If a line in the data contains "StepReport", copy it out.

:: EXERCISE DATA ::

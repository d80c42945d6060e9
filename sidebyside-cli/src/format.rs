//! Output helpers shared by the command modules.

use serde::Serialize;
use sidebyside_core::split::{Divider, Region, SplitRegions};

use crate::error::CliError;

/// Serializable view of a pane region
#[derive(Debug, Clone, Copy, Serialize)]
pub struct RegionView {
    pub left: u32,
    pub top: u32,
    pub width: u32,
    pub height: u32,
}

impl From<Region> for RegionView {
    fn from(region: Region) -> Self {
        Self {
            left: region.left,
            top: region.top,
            width: region.width,
            height: region.height,
        }
    }
}

/// Serializable view of one layout pass
#[derive(Debug, Clone, Serialize)]
pub struct LayoutView {
    pub offset: u32,
    pub min_offset: u32,
    pub max_offset: u32,
    pub detail: RegionView,
    pub master: RegionView,
}

impl LayoutView {
    pub fn new(divider: &Divider, regions: SplitRegions) -> Self {
        Self {
            offset: divider.offset(),
            min_offset: divider.min_offset(),
            max_offset: divider.max_offset(),
            detail: regions.detail.into(),
            master: regions.master.into(),
        }
    }
}

/// Prints a value as pretty JSON
pub fn print_json<T: Serialize + ?Sized>(value: &T) -> Result<(), CliError> {
    let json = serde_json::to_string_pretty(value)
        .map_err(|e| CliError::Serialization(format!("Failed to serialize output: {e}")))?;
    println!("{json}");
    Ok(())
}

/// Prints the two pane regions as table rows
pub fn print_regions(detail: &RegionView, master: &RegionView) {
    println!(
        "{:<8} {:>6} {:>6} {:>6} {:>6}",
        "PANE", "LEFT", "TOP", "WIDTH", "HEIGHT"
    );
    for (name, region) in [("detail", detail), ("master", master)] {
        println!(
            "{:<8} {:>6} {:>6} {:>6} {:>6}",
            name, region.left, region.top, region.width, region.height
        );
    }
}

/// Prints one layout pass as a table
pub fn print_layout(layout: &LayoutView) {
    println!(
        "offset: {} (min {}, max {})",
        layout.offset, layout.min_offset, layout.max_offset
    );
    print_regions(&layout.detail, &layout.master);
}
//! Open command: runs a host against the demo registry.

use std::path::Path;

use serde::Serialize;
use sidebyside_core::component::{ContentDescriptor, DescriptorPair, InputOptions};
use sidebyside_core::split::{
    Dimension, GroupPosition, HostPhase, InputOutcome, Region, SplitPaneHost,
};

use crate::cli::OutputFormat;
use crate::demo::demo_registry;
use crate::error::CliError;
use crate::format::{RegionView, print_json, print_regions};
use crate::util::load_settings;

/// Parameters for the open command
pub struct OpenParams {
    pub master: ContentDescriptor,
    pub detail: ContentDescriptor,
    pub then: Vec<DescriptorPair>,
    pub width: u32,
    pub height: u32,
    pub preserve_focus: bool,
}

/// Result of one `set_input` call
#[derive(Debug, Serialize)]
struct StepReport {
    master: String,
    detail: String,
    outcome: &'static str,
    generation: u64,
    offset: u32,
    #[serde(skip_serializing_if = "Option::is_none")]
    regions: Option<[RegionView; 2]>,
}

const fn outcome_label(outcome: InputOutcome) -> &'static str {
    match outcome {
        InputOutcome::Reused => "reused",
        InputOutcome::Committed => "committed",
        InputOutcome::Superseded => "superseded",
    }
}

fn report(host: &SplitPaneHost, pair: &DescriptorPair, outcome: InputOutcome) -> StepReport {
    StepReport {
        master: pair.master.to_string(),
        detail: pair.detail.to_string(),
        outcome: outcome_label(outcome),
        generation: host.generation(),
        offset: host.divider_offset(),
        regions: host
            .regions()
            .map(|regions| [regions.detail.into(), regions.master.into()]),
    }
}

/// Open command handler
pub fn cmd_open(
    config_path: Option<&Path>,
    format: OutputFormat,
    params: OpenParams,
) -> Result<(), CliError> {
    let settings = load_settings(config_path)?;
    let runtime = tokio::runtime::Runtime::new()
        .map_err(|e| CliError::Runtime(format!("Failed to start runtime: {e}")))?;

    let host = SplitPaneHost::with_registry(demo_registry(), &settings.split);
    host.create(Region::new(0, 0, params.width, params.height))?;
    host.set_visible(true, Some(GroupPosition::new(0)));
    host.layout(Dimension::new(params.width, params.height));

    let options = InputOptions {
        preserve_focus: params.preserve_focus,
        ..InputOptions::default()
    };
    let pairs = std::iter::once(DescriptorPair::new(params.master, params.detail))
        .chain(params.then);

    let mut reports = Vec::new();
    let mut failure = None;
    for pair in pairs {
        match runtime.block_on(host.set_input(pair.clone(), options)) {
            Ok(outcome) => reports.push(report(&host, &pair, outcome)),
            Err(e) => {
                tracing::warn!(pair = %pair, error = %e, "Open failed");
                failure = Some(e);
                break;
            }
        }
    }

    let phase = host.phase();
    host.dispose();

    match format {
        OutputFormat::Table => print_table(&reports, phase),
        OutputFormat::Json => print_json(&reports)?,
    }

    failure.map_or(Ok(()), |e| Err(e.into()))
}

fn print_table(reports: &[StepReport], phase: HostPhase) {
    for (index, step) in reports.iter().enumerate() {
        if index > 0 {
            println!();
        }
        println!(
            "step {}: {} (generation {}, offset {})",
            index + 1,
            step.outcome,
            step.generation,
            step.offset
        );
        println!("  master: {}", step.master);
        println!("  detail: {}", step.detail);
        if let Some([detail, master]) = &step.regions {
            print_regions(detail, master);
        }
    }
    println!("\nfinal phase: {phase:?}");
}
//! CLI argument parsing types using `clap`.

use std::path::PathBuf;

use clap::{Parser, Subcommand, ValueEnum};
use sidebyside_core::{ContentDescriptor, DescriptorPair};

use crate::util::{parse_descriptor, parse_pair};

/// `SideBySide` command-line interface for driving the dual-pane host
#[derive(Parser)]
#[command(name = "sidebyside-cli")]
#[command(author, version, about = "SideBySide command-line interface")]
#[command(propagate_version = true)]
pub struct Cli {
    /// Path to the configuration directory
    #[arg(short, long, global = true, env = "SIDEBYSIDE_CONFIG_DIR")]
    pub config: Option<PathBuf>,

    /// Increase output verbosity (-v, -vv, -vvv)
    #[arg(short, long, action = clap::ArgAction::Count, global = true)]
    pub verbose: u8,

    /// Suppress all output except errors
    #[arg(short, long, global = true)]
    pub quiet: bool,

    /// Output format
    #[arg(short, long, global = true, default_value = "table", value_enum)]
    pub format: OutputFormat,

    #[command(subcommand)]
    pub command: Commands,
}

/// Available CLI commands
#[derive(Subcommand)]
pub enum Commands {
    /// Compute the pane regions for a container
    #[command(about = "Compute the detail and master regions for a container")]
    Layout {
        /// Container width in pixels
        #[arg(short = 'W', long)]
        width: u32,

        /// Container height in pixels
        #[arg(short = 'H', long)]
        height: u32,

        /// Divider offset (defaults to the configured initial offset)
        #[arg(short, long)]
        offset: Option<u32>,
    },

    /// Replay divider drags
    #[command(about = "Apply divider drag deltas and print the layout after each")]
    Drag {
        /// Container width in pixels
        #[arg(short = 'W', long)]
        width: u32,

        /// Container height in pixels
        #[arg(short = 'H', long)]
        height: u32,

        /// Drag delta in pixels, negative moves toward the start edge
        /// (repeatable)
        #[arg(short, long, required = true, allow_hyphen_values = true)]
        delta: Vec<i32>,
    },

    /// Run a host against the demo components
    #[command(about = "Open a content pair in a host backed by demo components")]
    Open {
        /// Master content as kind:resource (kinds: text, diff, image)
        #[arg(short, long, value_parser = parse_descriptor)]
        master: ContentDescriptor,

        /// Detail content as kind:resource
        #[arg(short, long, value_parser = parse_descriptor)]
        detail: ContentDescriptor,

        /// Follow-up pair as master,detail (repeatable)
        #[arg(short, long, value_parser = parse_pair)]
        then: Vec<DescriptorPair>,

        /// Container width in pixels
        #[arg(short = 'W', long, default_value = "800")]
        width: u32,

        /// Container height in pixels
        #[arg(short = 'H', long, default_value = "600")]
        height: u32,

        /// Keep focus where it is when new children are committed
        #[arg(long)]
        preserve_focus: bool,
    },

    /// Manage settings
    #[command(subcommand)]
    Config(ConfigCommands),
}

/// Settings subcommands
#[derive(Subcommand)]
pub enum ConfigCommands {
    /// Print the effective settings
    #[command(about = "Print the effective settings")]
    Show,

    /// Write the default settings file
    #[command(about = "Write the default settings file")]
    Init {
        /// Overwrite an existing settings file
        #[arg(long)]
        force: bool,
    },
}

/// Output format for command results
#[derive(Debug, Clone, Copy, ValueEnum, Default)]
pub enum OutputFormat {
    /// Human-readable table format
    #[default]
    Table,
    /// JSON format
    Json,
}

:::

**YOUR RESPONSE**:
struct StepReport {
fn report(host: &SplitPaneHost, pair: &DescriptorPair, outcome: InputOutcome) -> StepReport {
    StepReport {
fn print_table(reports: &[StepReport], phase: HostPhase) {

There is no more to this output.